A Song of Ice and Fire, and Hope?

Originally published in The Curator

Editor’s Note: This essay contains spoilers for HBO's Game of Thrones.


I picked up A Game of Thrones, the first volume of George R.R. Martin’s fantasy epic A Song of Ice and Fire in the sweet spot between the fourth book’s release and the announcement of HBO’s now wildly popular TV adaptation. It paralleled my junior high obsession with The Lord of the Rings, but felt distinctly true to what I was experiencing in university. At the time, the unfeeling indifference of university had replaced the wise counselors of my youth; the purposeful quest dissolved into a blur of struggles and skirmishes. I read, hoping for resolution.

The moment I knew Ned wasn’t coming back was formative to my reading life, and it still colours my reading of fiction. His unjust death showed me that A Song of Ice and Fire was different from what I’d read before. I realized Martin would’ve let Gandalf stay dead and that frightened me—but I couldn’t stop reading.

So began my time in Westeros, a world of small victories and devastating losses, and a place I never want to visit but can’t help exploring.

Game of Thrones (GOT) and The Lord of the Rings (LOTR) often get compared for the scope of their world-building, which are fleshed out with enough detail to fill encyclopedias. But that’s where the clear comparisons end. Spend time in both and you’ll soon find that there is no idyllic Shire, no selfless counsellors, and that in Westeros, Aragorn would have taken the Ring from Frodo, because that’s what people do: steal, oppress, and destroy—try as they might do otherwise.

GOT is an intricate world made more complex by its population of cripples, bastards, and other broken things. LOTR is as intricate, but often labeled as simplistic because of its supposedly straightforward narrative of Good versus Evil. Martin himself took a shot at Tolkien’s medieval philosophy in an interview with Rolling Stone, disagreeing with the assumption that “if the king [is] a good man, the land [will] prosper.” Despite his quibbles, Martin doesn’t think Middle-Earth is “a world where the good guys win and the bad guys lose, and at the end they live happily ever after.” Tolkien’s novels are deeply touched with tragedy, as Martin acknowledges in the interview.

However, by the time Eddard Stark had lost his head, I’d seen enough brutality to know what I was reading—tragedy. For me, Ned’s death was a twist, a big one, and I was hooked. I kept reading, desperate to know what would become of the Starks and other characters. Now I’d like to know when killing off (and brutalizing) sympathetic characters stops being a twist.

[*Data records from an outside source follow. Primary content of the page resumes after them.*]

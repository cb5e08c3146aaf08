//! patho-eval
//!
//! 병리 이미지 정성 평가 수집 도구 (분할 / 샘플링 / 평가 세션 / 동기화)

pub mod cli;
pub mod config;
pub mod error;
pub mod interactive;
pub mod ledger;
pub mod manifest;
pub mod runner;
pub mod sampler;
pub mod scanner;
pub mod session;
pub mod splitter;
pub mod sync;
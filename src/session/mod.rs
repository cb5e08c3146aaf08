//! 평가 세션 상태 머신
//!
//! `(SessionState, UserAction) -> (SessionState, Vec<Effect>)`.
//! 상태는 세션마다 하나씩 만들어 넘겨받고 돌려준다. 결과 파일 쓰기와
//! 스프레드시트 동기화는 `Effect` 로만 표현하고, 실제 I/O 는 runner 가 한다.
//!
//! ## 트랙
//! - 실험 1 (similarity): 이미지 쌍, 1~5점 + 코멘트
//! - 실험 2 (blind): 고정 시드로 한 번 섞은 단일 이미지, 실제/가상
//! - 유무 판정 (presence): 한 장씩 또는 배치 단위

mod track;
mod view;

pub use track::{BatchedTrack, CursorTrack};
pub use view::{render, PresenceView, SessionView, TrackView};

use crate::config::PresenceMode;
use patho_eval_common::{
    BlindManifestEntry, BlindRecord, EvaluatorIdentity, PairManifestEntry, Prediction, Presence,
    PresenceRecord, Score, SimilarityRecord,
};
use rand::rngs::StdRng;
use rand::seq::SliceRandom;
use rand::SeedableRng;
use std::fmt;
use thiserror::Error;

/// 트랙 구분
#[derive(Debug, Clone, Copy, PartialEq, Eq)]
pub enum Track {
    Similarity,
    Blind,
    Presence,
}

impl fmt::Display for Track {
    fn fmt(&self, f: &mut fmt::Formatter<'_>) -> fmt::Result {
        match self {
            Track::Similarity => write!(f, "실험 1"),
            Track::Blind => write!(f, "실험 2"),
            Track::Presence => write!(f, "유무 판정"),
        }
    }
}

/// 거부된 사용자 동작
#[derive(Error, Debug, Clone, PartialEq, Eq)]
pub enum SessionError {
    #[error("이름과 소속을 모두 입력해 주세요")]
    IdentityRequired,

    #[error("{0} 평가가 이미 완료되었습니다")]
    TrackExhausted(Track),

    #[error("첫 번째 배치에서는 이전으로 갈 수 없습니다")]
    NoPreviousBatch,

    #[error("현재 배치에 없는 항목입니다: {0}")]
    ItemOutsideBatch(usize),

    #[error("유무 판정 트랙의 진행 방식과 맞지 않는 동작입니다")]
    WrongPresenceMode,
}

/// 사용자 동작
#[derive(Debug, Clone, PartialEq, Eq)]
pub enum UserAction {
    SetIdentity { name: String, affiliation: String },
    /// 다시 그리기만 한다 (결과 쓰기/커서 이동 없음)
    Refresh,
    SubmitSimilarity { score: Score, comment: String },
    SubmitBlind { prediction: Prediction },
    /// 한 장씩 모드
    SubmitPresence { answer: Presence },
    /// 배치 모드: 현재 배치 안의 항목 응답 변경
    ChoosePresence { index: usize, answer: Presence },
    PreviousBatch,
    /// 배치 모드: 현재 배치 제출 후 다음으로
    NextBatch,
}

/// 상태 전이의 부수 효과
#[derive(Debug, Clone, PartialEq, Eq)]
pub enum Effect {
    AppendSimilarity(SimilarityRecord),
    AppendBlind(BlindRecord),
    AppendPresence(PresenceRecord),
    UpsertPresence(Vec<PresenceRecord>),
    SyncLedgers,
}

#[derive(Debug, Clone)]
pub enum PresenceTrack {
    Single(CursorTrack<String>),
    Batched(BatchedTrack),
}

impl PresenceTrack {
    pub fn is_exhausted(&self) -> bool {
        match self {
            PresenceTrack::Single(t) => t.is_exhausted(),
            PresenceTrack::Batched(t) => t.is_exhausted(),
        }
    }
}

/// 세션 시작 시 고정되는 값
#[derive(Debug, Clone, Copy, PartialEq, Eq)]
pub struct SessionOptions {
    pub presence_mode: PresenceMode,
    pub batch_size: usize,
    pub blind_seed: u64,
}

impl Default for SessionOptions {
    fn default() -> Self {
        Self {
            presence_mode: PresenceMode::Batched,
            batch_size: 10,
            blind_seed: 42,
        }
    }
}

#[derive(Debug, Clone)]
pub struct SessionState {
    identity: Option<EvaluatorIdentity>,
    similarity: CursorTrack<PairManifestEntry>,
    blind: CursorTrack<BlindManifestEntry>,
    presence: PresenceTrack,
    synced: bool,
}

#[derive(Debug, Clone)]
pub struct Transition {
    pub state: SessionState,
    pub effects: Vec<Effect>,
}

/// 고정 시드로 전체를 한 번 섞는다
pub fn shuffle_blind(mut entries: Vec<BlindManifestEntry>, seed: u64) -> Vec<BlindManifestEntry> {
    let mut rng = StdRng::seed_from_u64(seed);
    entries.shuffle(&mut rng);
    entries
}

impl SessionState {
    pub fn new(
        pairs: Vec<PairManifestEntry>,
        blind: Vec<BlindManifestEntry>,
        presence_items: Vec<String>,
        options: SessionOptions,
    ) -> Self {
        let presence = match options.presence_mode {
            PresenceMode::Single => PresenceTrack::Single(CursorTrack::new(presence_items)),
            PresenceMode::Batched => {
                PresenceTrack::Batched(BatchedTrack::new(presence_items, options.batch_size))
            }
        };

        Self {
            identity: None,
            similarity: CursorTrack::new(pairs),
            blind: CursorTrack::new(shuffle_blind(blind, options.blind_seed)),
            presence,
            synced: false,
        }
    }

    pub fn identity(&self) -> Option<&EvaluatorIdentity> {
        self.identity.as_ref()
    }

    pub fn similarity(&self) -> &CursorTrack<PairManifestEntry> {
        &self.similarity
    }

    pub fn blind(&self) -> &CursorTrack<BlindManifestEntry> {
        &self.blind
    }

    pub fn presence(&self) -> &PresenceTrack {
        &self.presence
    }

    pub fn is_synced(&self) -> bool {
        self.synced
    }

    /// 동기화 조건: 실험 1, 2 가 모두 끝났고 아직 동기화하지 않음
    pub fn sync_due(&self) -> bool {
        !self.synced && self.similarity.is_exhausted() && self.blind.is_exhausted()
    }

    /// 동작 하나를 적용한다. 거부되면 원래 상태는 그대로 남는다.
    pub fn apply(&self, action: UserAction) -> Result<Transition, SessionError> {
        let mut next = self.clone();
        let mut effects = Vec::new();

        match action {
            UserAction::SetIdentity { name, affiliation } => {
                let identity = EvaluatorIdentity::new(name, affiliation)
                    .map_err(|_| SessionError::IdentityRequired)?;
                next.identity = Some(identity);
            }
            action => {
                let identity = next
                    .identity
                    .clone()
                    .ok_or(SessionError::IdentityRequired)?;
                next.apply_track_action(&identity, action, &mut effects)?;
            }
        }

        if next.identity.is_some() && next.sync_due() {
            next.synced = true;
            effects.push(Effect::SyncLedgers);
        }

        Ok(Transition {
            state: next,
            effects,
        })
    }

    fn apply_track_action(
        &mut self,
        identity: &EvaluatorIdentity,
        action: UserAction,
        effects: &mut Vec<Effect>,
    ) -> Result<(), SessionError> {
        match action {
            UserAction::SetIdentity { .. } | UserAction::Refresh => {}

            UserAction::SubmitSimilarity { score, comment } => {
                let pair = self
                    .similarity
                    .current()
                    .ok_or(SessionError::TrackExhausted(Track::Similarity))?;
                effects.push(Effect::AppendSimilarity(SimilarityRecord {
                    evaluator: identity.name.clone(),
                    affiliation: identity.affiliation.clone(),
                    real_path: pair.real_path.clone(),
                    virtual_path: pair.virtual_path.clone(),
                    score,
                    comment,
                }));
                self.similarity.advance();
            }

            UserAction::SubmitBlind { prediction } => {
                let entry = self
                    .blind
                    .current()
                    .ok_or(SessionError::TrackExhausted(Track::Blind))?;
                effects.push(Effect::AppendBlind(BlindRecord {
                    evaluator: identity.name.clone(),
                    affiliation: identity.affiliation.clone(),
                    image_path: entry.image_path.clone(),
                    label: entry.label,
                    prediction,
                }));
                self.blind.advance();
            }

            UserAction::SubmitPresence { answer } => {
                let PresenceTrack::Single(track) = &mut self.presence else {
                    return Err(SessionError::WrongPresenceMode);
                };
                let image_path = track
                    .current()
                    .ok_or(SessionError::TrackExhausted(Track::Presence))?
                    .clone();
                effects.push(Effect::AppendPresence(presence_record(identity, image_path, answer)));
                track.advance();
            }

            UserAction::ChoosePresence { index, answer } => {
                let track = self.batched_mut()?;
                if track.is_exhausted() {
                    return Err(SessionError::TrackExhausted(Track::Presence));
                }
                if !track.current_range().contains(&index) {
                    return Err(SessionError::ItemOutsideBatch(index));
                }
                track.set_answer(index, answer);
            }

            UserAction::PreviousBatch => {
                let track = self.batched_mut()?;
                if !track.can_go_back() {
                    return Err(SessionError::NoPreviousBatch);
                }
                track.previous_batch();
            }

            UserAction::NextBatch => {
                let track = self.batched_mut()?;
                if track.is_exhausted() {
                    return Err(SessionError::TrackExhausted(Track::Presence));
                }
                let records = track
                    .current_range()
                    .filter_map(|i| {
                        let answer = track.answer(i);
                        track
                            .item(i)
                            .map(|path| presence_record(identity, path.to_string(), answer))
                    })
                    .collect();
                effects.push(Effect::UpsertPresence(records));
                track.next_batch();
            }
        }
        Ok(())
    }

    fn batched_mut(&mut self) -> Result<&mut BatchedTrack, SessionError> {
        match &mut self.presence {
            PresenceTrack::Batched(track) => Ok(track),
            PresenceTrack::Single(_) => Err(SessionError::WrongPresenceMode),
        }
    }
}

fn presence_record(
    identity: &EvaluatorIdentity,
    image_path: String,
    answer: Presence,
) -> PresenceRecord {
    PresenceRecord {
        evaluator: identity.name.clone(),
        affiliation: identity.affiliation.clone(),
        image_path,
        answer,
    }
}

The narrative role of betrayals and sexual violence is growing stale, in the TV show especially, as HBO’s desire for shock value trumps plot value.

HBO’s misuse of sex and violence (Episode 6: Unbent, Unbowed, Unbroken) prompted Vox writer Zack Beauchamp to voice fears that Game of Thrones might become “the simple inverse of a boring morality tale.” Which would be equally as bland because “‘everything is terrible’ is just as boring and predictable as ‘everything is awesome.’” Since conflict is at the center of storytelling, there needs to be a balance of terrible and awesome; a real chance of defeat and meaningful victories. Without this balance, Game of Thrones’ grit is starting to chafe. The show runners new habit of bringing the peripheral terribleness of the novels to bear on the main characters is a big part of this.

Beauchamp goes on to list what the show does well, revealing his hopes for many of the narrative arcs. Of everyone’s favourite half-man he says: “Tyrion was genuinely trying to make things better, and it was damn entertaining to watch him succeed — if only temporarily.” Why not spare Jon and let him succeed where Ned and Robb failed? Why not have Sansa carry the Stark name as a strong, wintry queen? I’ll watch the news if I want to see well-intentioned efforts fumbled and frustrated at every turn.

Jon Snow now lies dead on the last pages and frames of GOT, and—if you believe the message boards—many fans either mourn him or await his resurrection. These Jon Snow evangelists appeal to theories about his true identity. Is Jon the ice to Dany’s dragon fire? For my part, I hold onto the supernatural, the magic that must manifest itself for the series to move towards a conclusion. I ask with Martin, “when can we be redeemed? Is redemption even possible?” But Jon’s death made it clear, Game of Thrones is due for a eucatastrophe—Tolkien’s conception of the happy ending, “the sudden happy turn in a story which pierces you with a joy that brings tears.”

I’m hoping for this turn—longing for a little bit of storybook in a story that cares too much about rough edges.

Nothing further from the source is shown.